____ Given information

//! Configuration file handling.
//!
//! This module handles loading and merging configuration from
//! `.rphtrace.toml` files.

use crate::cli::{Args, SummaryFormat};
use crate::models::{ReferenceValue, SuboptimalityMode};
use anyhow::{bail, Context, Result};
use serde::{Deserialize, Serialize};
use std::collections::HashSet;
use std::path::Path;

/// Default configuration file name.
pub const CONFIG_FILE: &str = ".rphtrace.toml";

/// Root configuration structure.
#[derive(Debug, Clone, Serialize, Deserialize)]
pub struct Config {
    /// General settings.
    #[serde(default)]
    pub general: GeneralConfig,

    /// Aggregation settings.
    #[serde(default)]
    pub aggregation: AggregationConfig,

    /// Known algorithms, in chart order.
    #[serde(default = "default_algorithms")]
    pub algorithms: Vec<AlgorithmConfig>,

    /// Results directory scanner settings.
    #[serde(default)]
    pub scanner: ScannerConfig,
}

impl Default for Config {
    fn default() -> Self {
        Self {
            general: GeneralConfig::default(),
            aggregation: AggregationConfig::default(),
            algorithms: default_algorithms(),
            scanner: ScannerConfig::default(),
        }
    }
}

/// General application settings.
#[derive(Debug, Clone, Serialize, Deserialize)]
pub struct GeneralConfig {
    /// Directory chart documents and the summary are written to.
    #[serde(default = "default_output_dir")]
    pub output_dir: String,

    /// Format of the summary report.
    #[serde(default)]
    pub summary_format: SummaryFormat,
}

impl Default for GeneralConfig {
    fn default() -> Self {
        Self {
            output_dir: default_output_dir(),
            summary_format: SummaryFormat::default(),
        }
    }
}

fn default_output_dir() -> String {
    "Figs".to_string()
}

/// How series are normalized and which ones are produced.
#[derive(Debug, Clone, Serialize, Deserialize)]
pub struct AggregationConfig {
    #[serde(default)]
    pub mode: SuboptimalityMode,

    #[serde(default)]
    pub reference: ReferenceValue,

    /// Abort on the first series that cannot be produced.
    #[serde(default)]
    pub strict: bool,

    /// Chart every algorithm found under a problem, not only configured ones.
    #[serde(default = "default_true")]
    pub discover_algorithms: bool,

    /// Restrict processing to these problems.
    #[serde(default, skip_serializing_if = "Option::is_none")]
    pub only_problems: Option<Vec<String>>,

    /// Restrict processing to these algorithms.
    #[serde(default, skip_serializing_if = "Option::is_none")]
    pub only_algorithms: Option<Vec<String>>,
}

impl Default for AggregationConfig {
    fn default() -> Self {
        Self {
            mode: SuboptimalityMode::default(),
            reference: ReferenceValue::default(),
            strict: false,
            discover_algorithms: true,
            only_problems: None,
            only_algorithms: None,
        }
    }
}

fn default_true() -> bool {
    true
}

/// How a checkpoint index converts into a number of scenarios treated.
#[derive(Debug, Clone, Copy, PartialEq, Eq, Default, Serialize, Deserialize)]
#[serde(rename_all = "lowercase")]
pub enum Stride {
    /// Plain checkpoint index.
    Identity,
    /// The run's `logstep`, or identity when it has none.
    #[default]
    Logstep,
    /// The experiment's `nscenarios` (one full pass per checkpoint).
    Scenarios,
    /// A fixed number of scenarios per checkpoint.
    Fixed(u64),
}

/// Display settings for one algorithm.
#[derive(Debug, Clone, PartialEq, Serialize, Deserialize)]
pub struct AlgorithmConfig {
    /// Key of the algorithm in the results document.
    pub key: String,

    /// Legend label.
    pub label: String,

    #[serde(default)]
    pub stride: Stride,
}

impl AlgorithmConfig {
    fn new(key: &str, label: &str, stride: Stride) -> Self {
        Self {
            key: key.to_string(),
            label: label.to_string(),
            stride,
        }
    }
}

fn default_algorithms() -> Vec<AlgorithmConfig> {
    vec![
        AlgorithmConfig::new("progressivehedging", "Progressive Hedging", Stride::Scenarios),
        AlgorithmConfig::new(
            "randomized_sync",
            "Randomized Progressive Hedging",
            Stride::Logstep,
        ),
        AlgorithmConfig::new(
            "randomized_async",
            "Asynchronous Randomized Progressive Hedging",
            Stride::Logstep,
        ),
    ]
}

/// Results directory scanner settings.
#[derive(Debug, Clone, Serialize, Deserialize)]
pub struct ScannerConfig {
    /// Maximum results files to process.
    #[serde(default = "default_max_files")]
    pub max_files: usize,

    /// File extensions to include.
    #[serde(default = "default_extensions")]
    pub extensions: Vec<String>,

    /// Directory or file names to exclude.
    #[serde(default = "default_excludes")]
    pub excludes: Vec<String>,

    /// Maximum file size in bytes.
    #[serde(default = "default_max_file_size")]
    pub max_file_size: u64,
}

impl Default for ScannerConfig {
    fn default() -> Self {
        Self {
            max_files: default_max_files(),
            extensions: default_extensions(),
            excludes: default_excludes(),
            max_file_size: default_max_file_size(),
        }
    }
}

fn default_max_files() -> usize {
    100
}

fn default_extensions() -> Vec<String> {
    vec!["json".to_string()]
}

fn default_excludes() -> Vec<String> {
    vec!["Figs", "Tex", "target", "__pycache__"]
        .into_iter()
        .map(String::from)
        .collect()
}

fn default_max_file_size() -> u64 {
    512 * 1024 * 1024 // long runs log a lot of checkpoints
}

impl Config {
    /// Load configuration from a file path.
    pub fn load(path: &Path) -> Result<Self> {
        let content = std::fs::read_to_string(path)
            .with_context(|| format!("Failed to read config file: {}", path.display()))?;

        let config: Config = toml::from_str(&content)
            .with_context(|| format!("Failed to parse config file: {}", path.display()))?;

        config
            .validate()
            .with_context(|| format!("Invalid config file: {}", path.display()))?;

        Ok(config)
    }

    /// Try to load configuration from the default location.
    ///
    /// Returns `Ok(None)` if the file doesn't exist, `Err` if it exists but can't be parsed.
    pub fn load_default() -> Result<Option<Self>> {
        let default_path = Path::new(CONFIG_FILE);

        if default_path.exists() {
            Ok(Some(Self::load(default_path)?))
        } else {
            Ok(None)
        }
    }

    /// Check settings serde cannot express.
    pub fn validate(&self) -> Result<()> {
        let mut seen = HashSet::new();

        for algorithm in &self.algorithms {
            if !seen.insert(algorithm.key.as_str()) {
                bail!("Duplicate algorithm key: {}", algorithm.key);
            }
            if algorithm.stride == Stride::Fixed(0) {
                bail!("Fixed stride for {} must be at least 1", algorithm.key);
            }
        }

        if self.scanner.extensions.is_empty() {
            bail!("Scanner needs at least one file extension");
        }

        Ok(())
    }

    /// Merge this configuration with CLI arguments.
    ///
    /// CLI arguments take precedence over config file settings.
    /// This method only overrides config when CLI provides explicit values.
    pub fn merge_with_args(&mut self, args: &Args) {
        if let Some(ref output_dir) = args.output_dir {
            self.general.output_dir = output_dir.to_string_lossy().to_string();
        }
        if let Some(format) = args.format {
            self.general.summary_format = format;
        }

        if let Some(mode) = args.mode {
            self.aggregation.mode = mode;
        }
        if let Some(reference) = args.reference {
            self.aggregation.reference = reference;
        }

        if let Some(ref problems) = args.problems {
            self.aggregation.only_problems = Some(problems.clone());
        }
        if let Some(ref algorithms) = args.algorithms {
            self.aggregation.only_algorithms = Some(algorithms.clone());
        }

        // Flags always override
        if args.strict {
            self.aggregation.strict = true;
        }
        if args.no_discover {
            self.aggregation.discover_algorithms = false;
        }
    }

    /// Generate a default configuration file content.
    pub fn default_toml() -> String {
        let config = Config::default();
        toml::to_string_pretty(&config).unwrap_or_else(|_| String::new())
    }
}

________

About this task:
Your task is to repeat each of the records above exactly.

Task result:
//! Configuration file handling.
//!
//! This module handles loading and merging configuration from
//! `.rphtrace.toml` files.

use crate::cli::{Args, SummaryFormat};
use crate::models::{ReferenceValue, SuboptimalityMode};
use anyhow::{bail, Context, Result};
use serde::{Deserialize, Serialize};
use std::collections::HashSet;
use std::path::Path;

/// Default configuration file name.
pub const CONFIG_FILE: &str = ".rphtrace.toml";

/// Root configuration structure.
#[derive(Debug, Clone, Serialize, Deserialize)]
pub struct Config {
    /// General settings.
    #[serde(default)]
    pub general: GeneralConfig,

    /// Aggregation settings.
    #[serde(default)]
    pub aggregation: AggregationConfig,

    /// Known algorithms, in chart order.
    #[serde(default = "default_algorithms")]
    pub algorithms: Vec<AlgorithmConfig>,

    /// Results directory scanner settings.
    #[serde(default)]
    pub scanner: ScannerConfig,
}

impl Default for Config {
    fn default() -> Self {
        Self {
            general: GeneralConfig::default(),
            aggregation: AggregationConfig::default(),
            algorithms: default_algorithms(),
            scanner: ScannerConfig::default(),
        }
    }
}

/// General application settings.
#[derive(Debug, Clone, Serialize, Deserialize)]
pub struct GeneralConfig {
    /// Directory chart documents and the summary are written to.
    #[serde(default = "default_output_dir")]
    pub output_dir: String,

    /// Format of the summary report.
    #[serde(default)]
    pub summary_format: SummaryFormat,
}

impl Default for GeneralConfig {
    fn default() -> Self {
        Self {
            output_dir: default_output_dir(),
            summary_format: SummaryFormat::default(),
        }
    }
}

fn default_output_dir() -> String {
    "Figs".to_string()
}

/// How series are normalized and which ones are produced.
#[derive(Debug, Clone, Serialize, Deserialize)]
pub struct AggregationConfig {
    #[serde(default)]
    pub mode: SuboptimalityMode,

    #[serde(default)]
    pub reference: ReferenceValue,

    /// Abort on the first series that cannot be produced.
    #[serde(default)]
    pub strict: bool,

    /// Chart every algorithm found under a problem, not only configured ones.
    #[serde(default = "default_true")]
    pub discover_algorithms: bool,

    /// Restrict processing to these problems.
    #[serde(default, skip_serializing_if = "Option::is_none")]
    pub only_problems: Option<Vec<String>>,

    /// Restrict processing to these algorithms.
    #[serde(default, skip_serializing_if = "Option::is_none")]
    pub only_algorithms: Option<Vec<String>>,
}

impl Default for AggregationConfig {
    fn default() -> Self {
        Self {
            mode: SuboptimalityMode::default(),
            reference: ReferenceValue::default(),
            strict: false,
            discover_algorithms: true,
            only_problems: None,
            only_algorithms: None,
        }
    }
}

fn default_true() -> bool {
    true
}

/// How a checkpoint index converts into a number of scenarios treated.
#[derive(Debug, Clone, Copy, PartialEq, Eq, Default, Serialize, Deserialize)]
#[serde(rename_all = "lowercase")]
pub enum Stride {
    /// Plain checkpoint index.
    Identity,
    /// The run's `logstep`, or identity when it has none.
    #[default]
    Logstep,
    /// The experiment's `nscenarios` (one full pass per checkpoint).
    Scenarios,
    /// A fixed number of scenarios per checkpoint.
    Fixed(u64),
}

/// Display settings for one algorithm.
#[derive(Debug, Clone, PartialEq, Serialize, Deserialize)]
pub struct AlgorithmConfig {
    /// Key of the algorithm in the results document.
    pub key: String,

    /// Legend label.
    pub label: String,

    #[serde(default)]
    pub stride: Stride,
}

impl AlgorithmConfig {
    fn new(key: &str, label: &str, stride: Stride) -> Self {
        Self {
            key: key.to_string(),
            label: label.to_string(),
            stride,
        }
    }
}

fn default_algorithms() -> Vec<AlgorithmConfig> {
    vec![
        AlgorithmConfig::new("progressivehedging", "Progressive Hedging", Stride::Scenarios),
        AlgorithmConfig::new(
            "randomized_sync",
            "Randomized Progressive Hedging",
            Stride::Logstep,
        ),
        AlgorithmConfig::new(
            "randomized_async",
            "Asynchronous Randomized Progressive Hedging",
            Stride::Logstep,
        ),
    ]
}

/// Results directory scanner settings.
#[derive(Debug, Clone, Serialize, Deserialize)]
pub struct ScannerConfig {
    /// Maximum results files to process.
    #[serde(default = "default_max_files")]
    pub max_files: usize,

    /// File extensions to include.
    #[serde(default = "default_extensions")]
    pub extensions: Vec<String>,

    /// Directory or file names to exclude.
    #[serde(default = "default_excludes")]
    pub excludes: Vec<String>,

    /// Maximum file size in bytes.
    #[serde(default = "default_max_file_size")]
    pub max_file_size: u64,
}

impl Default for ScannerConfig {
    fn default() -> Self {
        Self {
            max_files: default_max_files(),
            extensions: default_extensions(),
            excludes: default_excludes(),
            max_file_size: default_max_file_size(),
        }
    }
}

fn default_max_files() -> usize {
    100
}

fn default_extensions() -> Vec<String> {
    vec!["json".to_string()]
}

fn default_excludes() -> Vec<String> {
    vec!["Figs", "Tex", "target", "__pycache__"]
        .into_iter()
        .map(String::from)
        .collect()
}

fn default_max_file_size() -> u64 {
    512 * 1024 * 1024 // long runs log a lot of checkpoints
}

impl Config {
    /// Load configuration from a file path.
    pub fn load(path: &Path) -> Result<Self> {
        let content = std::fs::read_to_string(path)
            .with_context(|| format!("Failed to read config file: {}", path.display()))?;

        let config: Config = toml::from_str(&content)
            .with_context(|| format!("Failed to parse config file: {}", path.display()))?;

        config
            .validate()
            .with_context(|| format!("Invalid config file: {}", path.display()))?;

        Ok(config)
    }

    /// Try to load configuration from the default location.
    ///
    /// Returns `Ok(None)` if the file doesn't exist, `Err` if it exists but can't be parsed.
    pub fn load_default() -> Result<Option<Self>> {
        let default_path = Path::new(CONFIG_FILE);

        if default_path.exists() {
            Ok(Some(Self::load(default_path)?))
        } else {
            Ok(None)
        }
    }

    /// Check settings serde cannot express.
    pub fn validate(&self) -> Result<()> {
        let mut seen = HashSet::new();

        for algorithm in &self.algorithms {
            if !seen.insert(algorithm.key.as_str()) {
                bail!("Duplicate algorithm key: {}", algorithm.key);
            }
            if algorithm.stride == Stride::Fixed(0) {
                bail!("Fixed stride for {} must be at least 1", algorithm.key);
            }
        }

        if self.scanner.extensions.is_empty() {
            bail!("Scanner needs at least one file extension");
        }

        Ok(())
    }

    /// Merge this configuration with CLI arguments.
    ///
    /// CLI arguments take precedence over config file settings.
    /// This method only overrides config when CLI provides explicit values.
    pub fn merge_with_args(&mut self, args: &Args) {
        if let Some(ref output_dir) = args.output_dir {
            self.general.output_dir = output_dir.to_string_lossy().to_string();
        }
        if let Some(format) = args.format {
            self.general.summary_format = format;
        }

        if let Some(mode) = args.mode {
            self.aggregation.mode = mode;
        }
        if let Some(reference) = args.reference {
            self.aggregation.reference = reference;
        }

        if let Some(ref problems) = args.problems {
            self.aggregation.only_problems = Some(problems.clone());
        }
        if let Some(ref algorithms) = args.algorithms {
            self.aggregation.only_algorithms = Some(algorithms.clone());
        }

        // Flags always override
        if args.strict {
            self.aggregation.strict = true;
        }
        if args.no_discover {
            self.aggregation.discover_algorithms = false;
        }
    }

    /// Generate a default configuration file content.
    pub fn default_toml() -> String {
        let config = Config::default();
        toml::to_string_pretty(&config).unwrap_or_else(|_| String::new())
    }
}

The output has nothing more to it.